Dr. Karen Zoufal  |  02.02.2026 11:54 Uhr

Tee enthält wertvolle Pflanzenstoffe. Studien zeigen Zusammenhänge zwischen Teetrinken und Vorteilen für die Gesundheit.

Frau blickt auf eine große Tasse grünen Tees in ihren Händen.
Grüner Tee enthält besonders viele Polyphenole, darunter Catechine, die als gesundheitsfördernd gelten.
© CentralITAlliance/iStockphoto

Tee, der aus Blättern der Pflanze Camellia sinensis hergestellt wird, galt früher als eine natürliche Heilmethode. Bekannt sind diese Tees etwa als grüner, schwarzer, weißer, dunkler, gelber und Oolong Tee. Insbesondere grüner und in geringerem Ausmaß auch schwarzer Tee enthält Polyphenole, darunter Catechine, die gesundheitsfördernd wirken. 

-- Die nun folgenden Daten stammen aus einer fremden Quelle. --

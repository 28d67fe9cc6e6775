#![allow(dead_code)]

use axum::extract::{Form, Path, Query, State};
use axum::http::StatusCode;
use axum::response::{IntoResponse, Response};
use axum::routing::{delete, get, put};
use axum::{Json, Router};
use serde::{Deserialize, Serialize};
use std::path::PathBuf;
use std::sync::{Arc, Mutex};

#[derive(Debug, Clone, Serialize)]
pub struct PersonRow {
    pub id: i64,
    pub name: String,
}

#[derive(Debug, Clone, Serialize)]
pub struct RecordRow {
    pub id: i64,
    pub date: String,
    pub person: String,
    pub count: i64,
    pub time: Option<String>,
}

#[derive(Default)]
pub struct MockData {
    pub persons: Vec<PersonRow>,
    pub records: Vec<RecordRow>,
    next_person_id: i64,
    next_record_id: i64,
    pub fail_create_records: bool,
    pub fail_delete_records: bool,
}

type Shared = Arc<Mutex<MockData>>;

/// In-process stand-in for the tracker API, with switches to make record
/// creation or deletion fail so rollback paths can be driven.
pub struct MockApi {
    pub url: String,
    state: Shared,
}

impl MockApi {
    pub fn add_person(&self, name: &str) -> i64 {
        let mut data = self.state.lock().unwrap();
        data.next_person_id += 1;
        let id = data.next_person_id;
        data.persons.push(PersonRow {
            id,
            name: name.to_string(),
        });
        id
    }

    pub fn add_record(&self, date: &str, person: &str, count: i64) -> i64 {
        let mut data = self.state.lock().unwrap();
        data.next_record_id += 1;
        let id = data.next_record_id;
        data.records.push(RecordRow {
            id,
            date: date.to_string(),
            person: person.to_string(),
            count,
            time: None,
        });
        id
    }

    pub fn remove_record(&self, id: i64) {
        let mut data = self.state.lock().unwrap();
        data.records.retain(|record| record.id != id);
    }

    pub fn record_count(&self) -> usize {
        self.state.lock().unwrap().records.len()
    }

    pub fn record_sum(&self, date: &str, person: &str) -> i64 {
        self.state
            .lock()
            .unwrap()
            .records
            .iter()
            .filter(|record| record.date == date && record.person == person)
            .map(|record| record.count)
            .sum()
    }

    pub fn set_fail_create(&self, fail: bool) {
        self.state.lock().unwrap().fail_create_records = fail;
    }

    pub fn set_fail_delete(&self, fail: bool) {
        self.state.lock().unwrap().fail_delete_records = fail;
    }
}

pub async fn spawn_mock_api() -> MockApi {
    let state: Shared = Arc::new(Mutex::new(MockData::default()));
    let app = Router::new()
        .route("/api/persons", get(list_persons).post(create_person))
        .route("/api/persons/:id", put(rename_person).delete(delete_person))
        .route("/api/records", get(list_records).post(create_record))
        .route("/api/records/:id", delete(delete_record))
        .with_state(state.clone());

    let listener = tokio::net::TcpListener::bind("127.0.0.1:0")
        .await
        .expect("bind mock api");
    let addr = listener.local_addr().expect("mock api addr");
    tokio::spawn(async move {
        axum::serve(listener, app).await.expect("serve mock api");
    });

    MockApi {
        url: format!("http://{addr}"),
        state,
    }
}

pub fn temp_cache_path(tag: &str) -> PathBuf {
    let nanos = std::time::SystemTime::now()
        .duration_since(std::time::UNIX_EPOCH)
        .unwrap()
        .as_nanos();
    let mut path = std::env::temp_dir();
    path.push(format!(
        "quickrecord_{tag}_{}_{nanos}.json",
        std::process::id()
    ));
    path
}

fn detail(status: StatusCode, message: &str) -> Response {
    (status, Json(serde_json::json!({ "detail": message }))).into_response()
}

#[derive(Debug, Deserialize)]
struct NameForm {
    name: String,
}

async fn list_persons(State(state): State<Shared>) -> Json<Vec<PersonRow>> {
    Json(state.lock().unwrap().persons.clone())
}

async fn create_person(State(state): State<Shared>, Form(form): Form<NameForm>) -> Response {
    let mut data = state.lock().unwrap();
    if data.persons.iter().any(|person| person.name == form.name) {
        return detail(StatusCode::BAD_REQUEST, "Person already exists");
    }
    data.next_person_id += 1;
    let row = PersonRow {
        id: data.next_person_id,
        name: form.name,
    };
    data.persons.push(row.clone());
    Json(row).into_response()
}

async fn rename_person(
    State(state): State<Shared>,
    Path(id): Path<i64>,
    Form(form): Form<NameForm>,
) -> Response {
    let mut data = state.lock().unwrap();
    let Some(person) = data.persons.iter_mut().find(|person| person.id == id) else {
        return detail(StatusCode::NOT_FOUND, "Person not found");
    };
    person.name = form.name;
    let row = person.clone();
    Json(row).into_response()
}

async fn delete_person(State(state): State<Shared>, Path(id): Path<i64>) -> Response {
    let mut data = state.lock().unwrap();
    let Some(index) = data.persons.iter().position(|person| person.id == id) else {
        return detail(StatusCode::NOT_FOUND, "Person not found");
    };
    let name = data.persons[index].name.clone();
    if data.records.iter().any(|record| record.person == name) {
        return detail(StatusCode::BAD_REQUEST, "Cannot delete a person with records");
    }
    data.persons.remove(index);
    Json(serde_json::json!({ "message": "Person deleted successfully" })).into_response()
}

#[derive(Debug, Deserialize)]
struct RecordParams {
    person: Option<String>,
    date: Option<String>,
    date_gte: Option<String>,
    date_lte: Option<String>,
    limit: Option<usize>,
    skip: Option<usize>,
}

async fn list_records(
    State(state): State<Shared>,
    Query(params): Query<RecordParams>,
) -> Json<Vec<RecordRow>> {
    let data = state.lock().unwrap();
    let mut rows: Vec<RecordRow> = data
        .records
        .iter()
        .filter(|record| {
            params
                .person
                .as_deref()
                .is_none_or(|person| record.person == person)
        })
        .filter(|record| params.date.as_deref().is_none_or(|date| record.date == date))
        .filter(|record| {
            params
                .date_gte
                .as_deref()
                .is_none_or(|date| record.date.as_str() >= date)
        })
        .filter(|record| {
            params
                .date_lte
                .as_deref()
                .is_none_or(|date| record.date.as_str() <= date)
        })
        .cloned()
        .collect();
    rows.sort_by(|a, b| b.date.cmp(&a.date));

    let skip = params.skip.unwrap_or(0);
    let limit = params.limit.unwrap_or(100);
    Json(rows.into_iter().skip(skip).take(limit).collect())
}

#[derive(Debug, Deserialize)]
struct NewRecordForm {
    date: String,
    person: String,
    count: i64,
    time: Option<String>,
}

async fn create_record(State(state): State<Shared>, Form(form): Form<NewRecordForm>) -> Response {
    let mut data = state.lock().unwrap();
    if data.fail_create_records {
        return (StatusCode::INTERNAL_SERVER_ERROR, "create disabled").into_response();
    }
    data.next_record_id += 1;
    let row = RecordRow {
        id: data.next_record_id,
        date: form.date,
        person: form.person,
        count: form.count,
        time: form.time,
    };
    data.records.push(row.clone());
    Json(row).into_response()
}

async fn delete_record(State(state): State<Shared>, Path(id): Path<i64>) -> Response {
    let mut data = state.lock().unwrap();
    if data.fail_delete_records {
        return (StatusCode::INTERNAL_SERVER_ERROR, "delete disabled").into_response();
    }
    let before = data.records.len();
    data.records.retain(|record| record.id != id);
    if data.records.len() == before {
        return detail(StatusCode::NOT_FOUND, "Record not found");
    }
    Json(serde_json::json!({ "message": "Record deleted successfully" })).into_response()
}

Geringeres Risiko für Erkrankungen

Nun legt eine große Auswertung wissenschaftlicher Studien nahe, dass regelmäßiger Teekonsum mit positiven Effekten auf die Gesundheit einhergeht. Wer Tee trinkt, hat demnach ein geringeres Risiko für verschiedene Erkrankungen, unter anderem:

  • Herz-Kreislauf-Erkrankungen: Tee kann zu niedrigeren Blutdruck- und Cholesterinwerten beitragen.
  • Übergewicht
  • Diabetes
  • verschiedene Krebsarten 

Darüber hinaus wurde bei Teetrinkerinnen und Teetrinkern in Studien eine geringere Gesamtsterblichkeit festgestellt. Auch Hinweise auf Vorteile bei kognitiven Funktionen, verringertem Muskelabbau im Alter sowie entzündliche Prozesse entdeckte das Forschungsteam. 

Wann ist Tee ungesund?

Das Forschungsteam stellte fest, dass Tee besonders gesundheitsfördern sei, wenn er frisch gebrüht und regelmäßig getrunken wird.  Abgesehen davon gilt bei Tee dasselbe wie für andere Lebensmittel: Wenn er stark verarbeitet ist, gehen Vorteile verloren. Das gilt zum Beispiel für abgefüllten Tee oder Bubble Tea, die oft künstliche Süßstoffe, Konservierungsmittel und andere Zusatzstoffe enthalten.

Vorsicht: Hemmung der Eisenaufnahme

Menschen mit besonderen Ernährungsbedürfnissen und konsequent pflanzenbasierter Kost sollten daran denken, dass Tee in größeren Mengen die Aufnahme von Eisen und Kalzium beeinträchtigen kann.